Me Johnston a soutenu que les compagnies de tabac avaient créé leur propre science lorsque la science avait démontré la dangerosité de leurs produits. Il a ajouté que les scientifiques qui avaient contesté le réchauffement de la planète étaient les mêmes individus que ceux qui avaient préparé le dossier de l'industrie du tabac.
Du côté de la défense, l'avocate d'Imperial Tobacco, Me Suzanne Côté, a clairement établi en ouverture les deux axes principaux de sa défense, affirmant que les dangers du tabagisme sont connus depuis plusieurs décennies et que personne, depuis 40 ou 50 ans, ne pouvait prétendre avoir commencé à fumer sans savoir que la cigarette présentait un risque.
Il s'agit donc, selon elle, d'un choix fait en toute liberté et en toute connaissance de cause, motivé par la recherche des effets que procurent la nicotine et le goudron chez le consommateur. Sur le plan strictement légal, Me Côté a soutenu que les requérants seront incapables de faire la preuve que tous les fumeurs n'auraient pas commencé à fumer ou auraient arrêté s'ils avaient été mis en garde puisqu'ils l'ont été à maintes reprises de plusieurs façons.
Quant aux maladies imputables au tabagisme, Me Côté a fait valoir que ce ne sont pas tous les fumeurs qui en sont atteints, d'où l'impossibilité de démontrer que ceux qui sont malades, le sont à cause de la cigarette. Prenant l'exemple d'un fumeur qui aurait travaillé dans une mine d'amiante, elle s'est demandée comment on pourrait imputer un éventuel cancer du poumon davantage à la cigarette qu'à son milieu de travail.
L'avocat de JIT MacDonald, Me Guy Pratte, est allé plus loin, indiquant que c'est la liberté de choix qui définit l'être humain, même lorsque ces choix semblent irrationnels et que le devoir de la cour était de protéger cette liberté.

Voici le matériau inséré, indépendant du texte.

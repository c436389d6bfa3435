use comfy_table::presets::ASCII_FULL;
use comfy_table::Table as Grid;

use super::Table;

/// Render the first `n` rows as a fixed-width, pipe-delimited grid.
/// Inspection output only, not a machine-readable contract.
pub(super) fn render(table: &Table, n: usize) -> String {
    let mut grid = Grid::new();
    grid.load_preset(ASCII_FULL);
    grid.set_header(table.columns().iter().map(|c| c.name.clone()));

    for row in table.raw_rows().iter().take(n) {
        grid.add_row(row.iter().map(|v| v.to_string()));
    }

    grid.to_string()
}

Il a également prétendu que les fumeurs peuvent arrêter de fumer s'ils prennent la décision de le faire, tout en convenant que cela pouvait être difficile.
Le deuxième axe de défense est de blâmer le gouvernement fédéral, puisque c'est celui-ci qui a fixé les normes pour la conduite de l'industrie et que les fabricants ont scrupuleusement suivi ces normes. Me Côté a par ailleurs rappelé que c'est le gouvernement fédéral lui-même qui avait fait la recherche pour développer des types de tabac pour les cigarettes dites "légères" et "douces" que ce sont des variétés de tabac développées sous licence par Agriculture Canada qui devaient être utilisées pour ces produits.
L'avocate a donc mentionné que les entreprises ont toujours respecté les normes fixées par Ottawa, que ce soit en matière de fabrication, d'avertissements, de publicité et ainsi de suite et qu'on ne peut donc lui reprocher une activité qui s'est déroulée dans le plus strict respect des lois.